The invention methodology is carried out utilizing a press including an upper platen 10 and a lower platen or bed 12 and a steel rule die assembly including a base board 14 and a steel rule die 16 upstanding from the baseboard 14 and having a sharpened upper edge 16a.
The die 16 may take various forms. For example, and as disclosed, it may form a closed loop of rectangular configuration including side sections 16b, 16c, 16d and 16e. As best seen in FIG. 3, the various die sections are received in slots 14a cut through baseboard 14 at spaced locations and coacting to provide a rectangular pattern of slots conforming to the rectangular configuration of the steel rule die. Notches 16f are formed along the lower edges of the die sections and have a height, as measured from the lower edge of the die, substantially greater than the thickness of the baseboard 14. The die sections are mounted on baseboard 14 by inserting the die portions 16g defined between successive notches 16f into the respective slots 14a to firmly seat the lower ends of die portions 16g on the upper face of bed or platen 12 and thereby firmly mount the die in upstanding fashion on the baseboard. With the die portions 16g inserted in the respective slots 14a, venting notches or passages 16 h are formed in circumferentially spaced locations around the steel rule die proximate the juncture of the steel rule die with the base board 14.

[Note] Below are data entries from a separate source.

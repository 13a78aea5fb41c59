use std::sync::Arc;

use super::WatchGuard;
use crate::ports::{ElementId, ScrollEntry, ViewportWatcher, WatchId};

pub const DEFAULT_PARALLAX_SPEED: f64 = 0.5;
const PARALLAX_FACTOR: f64 = 0.1;

/// Vertical offset for an element whose top edge sits `element_top` pixels
/// below the top of a viewport `viewport_height` pixels tall.
pub fn parallax_offset(viewport_height: f64, element_top: f64, speed: f64) -> f64 {
    (viewport_height - element_top) * speed * PARALLAX_FACTOR
}

/// Continuously offsets an element against the scroll direction while it is on screen.
#[derive(Debug)]
pub struct ScrollParallax {
    element: ElementId,
    speed: f64,
    offset: f64,
    watch: WatchGuard,
}

impl ScrollParallax {
    /// `speed` is a signed multiplier; negative values move the element the other way.
    pub fn mount(watcher: Arc<dyn ViewportWatcher>, element: ElementId, speed: f64) -> Self {
        let id = watcher.listen_scroll(element);

        Self {
            element,
            speed,
            offset: 0.0,
            watch: WatchGuard::new(watcher, id),
        }
    }

    pub fn element(&self) -> ElementId {
        self.element
    }

    pub fn watch_id(&self) -> WatchId {
        self.watch.id()
    }

    /// Last computed offset in logical pixels
    pub fn offset(&self) -> f64 {
        self.offset
    }

    /// Recompute the offset; outside the viewport the previous value is kept.
    pub fn handle_scroll(&mut self, entry: &ScrollEntry) -> bool {
        if entry.watch != self.watch.id() {
            return false;
        }
        if !entry.bounds.intersects_viewport(entry.viewport_height) {
            return false;
        }

        let next = parallax_offset(entry.viewport_height, entry.bounds.top, self.speed);
        let changed = next != self.offset;
        self.offset = next;
        changed
    }
}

The area between the steel rule die portions is filled by a generally rectangular foam member 18 and the area outside of the die is occupied by an annular foam member 20 of generally rectangular configuration. Members 18 and 20 have a height corresponding substantially to the height of the steel rule die so that the upper surfaces 18a and 20a of the members 18 and 20 are flush with the upper sharpened edge 16a of the die.

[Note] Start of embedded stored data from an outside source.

impl App {
    pub fn new(
        service: Arc<SiteService>,
        profile: SiteProfile,
        viewport: Arc<TerminalViewport>,
        route: Route,
    ) -> Self {
        let (results_tx, results_rx) = mpsc::unbounded_channel();
        let document = Document::new(viewport.clone());

        let mut app = Self {
            service,
            profile,
            viewport,
            mode: AppMode::Browse,
            route: Route::Home,
            history: Vec::new(),
            page: Page::Home(HomeContent::for_profile(&SiteProfile::default())),
            document,
            focused: None,
            page_rows: 0,
            animating: false,
            notice: None,
            status_message: None,
            generation: 0,
            results_tx,
            results_rx,
        };
        app.mount(route);
        app
    }

    pub fn route(&self) -> &Route {
        &self.route
    }

    pub fn is_animating(&self) -> bool {
        self.animating
    }

    pub fn navigate(&mut self, route: Route) {
        let previous = std::mem::replace(&mut self.route, route.clone());
        self.history.push(previous);
        if self.history.len() > HISTORY_LIMIT {
            self.history.remove(0);
        }
        self.mount(route);
    }

    pub fn back(&mut self) {
        if let Some(route) = self.history.pop() {
            self.mount(route);
        }
    }

    /// Unmount the current page and mount `route` in its place.
    fn mount(&mut self, route: Route) {
        self.generation += 1;
        // Dropping the old document releases every watch its page held
        self.document = Document::new(self.viewport.clone());
        self.viewport.clear_layout();
        self.focused = None;
        self.notice = None;
        self.status_message = None;

        self.page = match &route {
            Route::Home => Page::Home(HomeContent::for_profile(&self.profile)),
            Route::Projects => Page::Projects(ProjectList::new()),
            Route::ProjectDetail(id) => Page::ProjectDetail(ProjectDetail::new(Some(id.clone()))),
            Route::Contact => Page::Contact(ContactController::new()),
        };
        tracing::info!("Mounted {} (generation {})", route, self.generation);
        self.route = route;
        self.start_fetch();
    }

    fn start_fetch(&self) {
        let service = self.service.clone();
        let tx = self.results_tx.clone();
        let generation = self.generation;

        match &self.page {
            Page::Projects(_) => {
                tokio::spawn(async move {
                    let result = service.list_projects().await;
                    send(&tx, AppEvent::ProjectsLoaded { generation, result });
                });
            }
            Page::ProjectDetail(detail) => {
                if let Some(id) = detail.pending_fetch().cloned() {
                    tokio::spawn(async move {
                        let result = service.get_project(&id).await;
                        send(&tx, AppEvent::ProjectLoaded { generation, result });
                    });
                }
            }
            Page::Home(_) | Page::Contact(_) => {}
        }
    }

    /// Apply every store result that arrived since the last call.
    pub fn drain_results(&mut self) {
        while let Ok(event) = self.results_rx.try_recv() {
            self.handle_event(event);
        }
    }

    fn focused_field(&self) -> Option<FormField> {
        match self.focused.and_then(|index| self.document.focus_at(index)) {
            Some(Focus::Field(field)) => Some(*field),
            _ => None,
        }
    }

    /// Returns true when the application should exit.
    pub fn handle_event(&mut self, event: AppEvent) -> bool {
        if self.mode == AppMode::Help {
            match event {
                AppEvent::Quit => return true,
                AppEvent::Character(_) | AppEvent::CloseModal | AppEvent::Activate => {
                    self.mode = AppMode::Browse;
                    return false;
                }
                _ => {}
            }
        }

        match event {
            AppEvent::Quit => return true,

            AppEvent::CloseModal => {
                if self.focused_field().is_some() {
                    self.focused = None;
                }
            }

            AppEvent::Reload => self.mount(self.route.clone()),

            AppEvent::ScrollDown => self.document.scroll_by_rows(1),
            AppEvent::ScrollUp => self.document.scroll_by_rows(-1),
            AppEvent::PageDown => self
                .document
                .scroll_by_rows(i32::from(self.page_rows.saturating_sub(2).max(1))),
            AppEvent::PageUp => self
                .document
                .scroll_by_rows(-i32::from(self.page_rows.saturating_sub(2).max(1))),
            AppEvent::ScrollTop => self.document.scroll_to_row(0),
            AppEvent::ScrollBottom => self.document.scroll_to_row(u16::MAX),

            AppEvent::NextFocus => self.move_focus(1),
            AppEvent::PreviousFocus => self.move_focus(-1),
            AppEvent::Activate => self.activate(),

            AppEvent::Character(c) => {
                if let Some(field) = self.focused_field() {
                    if let Page::Contact(controller) = &mut self.page {
                        controller.push_char(field, c);
                        self.notice = None;
                    }
                    return false;
                }
                return self.handle_command(c);
            }

            AppEvent::Backspace => {
                if let Some(field) = self.focused_field() {
                    if let Page::Contact(controller) = &mut self.page {
                        controller.pop_char(field);
                    }
                } else {
                    self.back();
                }
            }

            AppEvent::ProjectsLoaded { generation, result } => match &mut self.page {
                Page::Projects(list) if generation == self.generation => list.apply(result),
                _ => tracing::debug!("Dropping stale project list (generation {})", generation),
            },

            AppEvent::ProjectLoaded { generation, result } => match &mut self.page {
                Page::ProjectDetail(detail) if generation == self.generation => detail.apply(result),
                _ => tracing::debug!("Dropping stale project (generation {})", generation),
            },

            AppEvent::ContactSubmitted { generation, result } => match &mut self.page {
                Page::Contact(controller) if generation == self.generation => {
                    controller.complete_submit(result)
                }
                _ => tracing::debug!("Dropping stale submission result (generation {})", generation),
            },

            AppEvent::Tick => {}
        }

        false
    }

    fn handle_command(&mut self, c: char) -> bool {
        match c {
            'q' => return true,
            'j' => self.document.scroll_by_rows(1),
            'k' => self.document.scroll_by_rows(-1),
            'g' => self.document.scroll_to_row(0),
            'G' => self.document.scroll_to_row(u16::MAX),
            'h' => self.navigate(Route::Home),
            'p' => self.navigate(Route::Projects),
            'c' => self.navigate(Route::Contact),
            'b' => self.back(),
            'r' => self.mount(self.route.clone()),
            '?' => self.mode = AppMode::Help,
            _ => {}
        }
        false
    }

    fn move_focus(&mut self, step: i32) {
        let focusables = self.document.focusables();
        if focusables.is_empty() {
            self.focused = None;
            return;
        }

        let len = focusables.len() as i32;
        let current = self
            .focused
            .and_then(|index| focusables.iter().position(|f| *f == index));
        let next = match current {
            Some(position) => (position as i32 + step).rem_euclid(len),
            None if step >= 0 => 0,
            None => len - 1,
        };

        let index = focusables[next as usize];
        self.focused = Some(index);
        self.document.ensure_visible(index);
    }

    fn activate(&mut self) {
        let Some(focus) = self
            .focused
            .and_then(|index| self.document.focus_at(index))
            .cloned()
        else {
            return;
        };

        match focus {
            Focus::Link(LinkTarget::Route(route)) => self.navigate(route),
            Focus::Link(LinkTarget::External(url)) => {
                tracing::info!("External link selected: {}", url);
                self.status_message = Some(format!("Open {url} in your browser"));
            }
            Focus::Field(_) => self.move_focus(1),
            Focus::Submit => self.submit_contact(),
        }
    }

    fn submit_contact(&mut self) {
        let Page::Contact(controller) = &mut self.page else {
            return;
        };

        match controller.begin_submit(Utc::now()) {
            Ok(Some(submission)) => {
                self.notice = None;
                let service = self.service.clone();
                let tx = self.results_tx.clone();
                let generation = self.generation;
                tokio::spawn(async move {
                    let result = service.submit_contact(&submission).await;
                    send(&tx, AppEvent::ContactSubmitted { generation, result });
                });
            }
            Ok(None) => {}
            Err(e) => self.notice = Some(e.to_string()),
        }
    }

    fn page_blocks(&self, width: u16) -> Vec<Block> {
        let mut blocks = match &self.page {
            Page::Home(content) => pages::home::blocks(content),
            Page::Projects(list) => pages::projects::blocks(list),
            Page::ProjectDetail(detail) => pages::project_detail::blocks(detail),
            Page::Contact(controller) => pages::contact::blocks(
                controller,
                &self.profile,
                FormView {
                    focused_field: self.focused_field(),
                    notice: self.notice.as_deref(),
                },
                width,
            ),
        };
        blocks.extend(chrome::footer_blocks(&self.profile, Utc::now().year()));
        blocks
    }

    pub fn render(&mut self, frame: &mut Frame) {
        let chunks = Layout::default()
            .direction(Direction::Vertical)
            .constraints([
                Constraint::Length(2), // Header
                Constraint::Min(0),    // Page
                Constraint::Length(1), // Status bar
            ])
            .split(frame.area());

        let page_area = chunks[1];
        let content = Rect::new(
            page_area.x + CONTENT_MARGIN.min(page_area.width / 2),
            page_area.y,
            page_area.width.saturating_sub(CONTENT_MARGIN * 2),
            page_area.height,
        );

        let blocks = self.page_blocks(content.width);
        self.document.set_blocks(blocks);
        self.document.layout(content.width, content.height);
        self.page_rows = content.height;

        let now = Instant::now();
        let events = self.viewport.poll();
        self.document.dispatch(&events, now);
        self.animating = self.document.tick(now);

        if let Some(index) = self.focused {
            if self.document.focus_at(index).is_none() {
                self.focused = None;
            }
        }

        chrome::render_header(frame, chunks[0], &self.profile, &self.route);
        self.document
            .render(frame.buffer_mut(), content, now, self.focused);
        self.render_status_bar(frame, chunks[2]);

        if self.mode == AppMode::Help {
            self.render_help(frame);
        }
    }

    fn render_status_bar(&self, frame: &mut Frame, area: Rect) {
        let text = if let Some(message) = &self.status_message {
            format!("{} | {}", self.route, message)
        } else {
            let help = match self.focused.and_then(|index| self.document.focus_at(index)) {
                Some(Focus::Field(_)) => "Type to edit | Tab: next field | Esc: stop editing",
                Some(Focus::Submit) => "Enter: send message | Tab: next | Esc: unfocus",
                Some(Focus::Link(_)) => "Enter: open link | Tab: next link | j/k: scroll | b: back",
                None => "j/k: scroll | Tab: links | h/p/c: pages | b: back | r: reload | q: quit | ?: help",
            };
            format!("{} | {}", self.route, help)
        };

        let paragraph = Paragraph::new(text).style(Style::default().fg(Color::DarkGray));
        frame.render_widget(paragraph, area);
    }

    fn render_help(&self, frame: &mut Frame) {
        let popup_area = Self::centered_rect(60, 70, frame.area());

        frame.render_widget(Clear, popup_area);

        let help_text = [
            "Navigation:",
            "  j/k or ↑/↓     - Scroll the page",
            "  g/G            - Top/bottom of the page",
            "  Page Up/Down   - Fast scroll",
            "  Tab/Shift+Tab  - Move between links and form fields",
            "  Enter          - Open the focused link",
            "  b or Backspace - Back to the previous page",
            "",
            "Pages:",
            "  h              - Home",
            "  p              - Projects",
            "  c              - Contact",
            "  r              - Reload the current page",
            "",
            "Contact form:",
            "  Type to edit the focused field",
            "  Enter on Send Message submits",
            "  Esc            - Stop editing",
            "",
            "General:",
            "  ?              - Show this help",
            "  q              - Quit",
            "  Ctrl+C         - Force quit application",
            "",
            "Press any key to close this help",
        ]
        .join("\n");

        let paragraph = Paragraph::new(help_text)
            .block(widgets::Block::default().title("Help").borders(Borders::ALL))
            .wrap(Wrap { trim: false });

        frame.render_widget(paragraph, popup_area);
    }

    fn centered_rect(percent_x: u16, percent_y: u16, r: Rect) -> Rect {
        let popup_layout = Layout::default()
            .direction(Direction::Vertical)
            .constraints([
                Constraint::Percentage((100 - percent_y) / 2),
                Constraint::Percentage(percent_y),
                Constraint::Percentage((100 - percent_y) / 2),
            ])
            .split(r);

        Layout::default()
            .direction(Direction::Horizontal)
            .constraints([
                Constraint::Percentage((100 - percent_x) / 2),
                Constraint::Percentage(percent_x),
                Constraint::Percentage((100 - percent_x) / 2),
            ])
            .split(popup_layout[1])[1]
    }
}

In carrying out the invention method, a stack 22 of compressible material layers 23 is placed on top of the steel rule die and on top of the upper surface 18a,20a of foam members 18,20.
The structure and composition of the foam members 18 and 20, and in particular the compressibility of the members 18 and 20 as compared to the compressibility of the stack 22, is critical to the successful operation of the invention methodology. Specifically, the foam members 18 and 20 must have a compressibility less than the compressibility of the uncompressive stack 22 so that during the initial compression of the stack of compressible materials 22, as the upper platen 10 is moved downwardly toward the lower platen 12, the upper surfaces 18a and 20a of members 18 and 20 remain substantially flat and substantially flush with the die edge 16a. Whereas the specific compressibility employed for the members 18 and 20 will vary depending upon the nature of the material being cut, for a typical cutting operation involving fabric with a foam backing or fabric with substantial nap, a compressibility value of between 130 and 150 lbs. IFD (Indentation Force Deflection) has been found to produce satisfactory results. Indentation Force Deflection, as established by ASTM Standard 3574, is determined by subjecting the upper face of a slab of material (for example 15 inch by 15 inch by 4 inch) to an indentor having a circular 50 square inch contact surface, compressing the slab 25% (for example from 4 inches to 3 inches), and measuring the final load in pounds after one minute.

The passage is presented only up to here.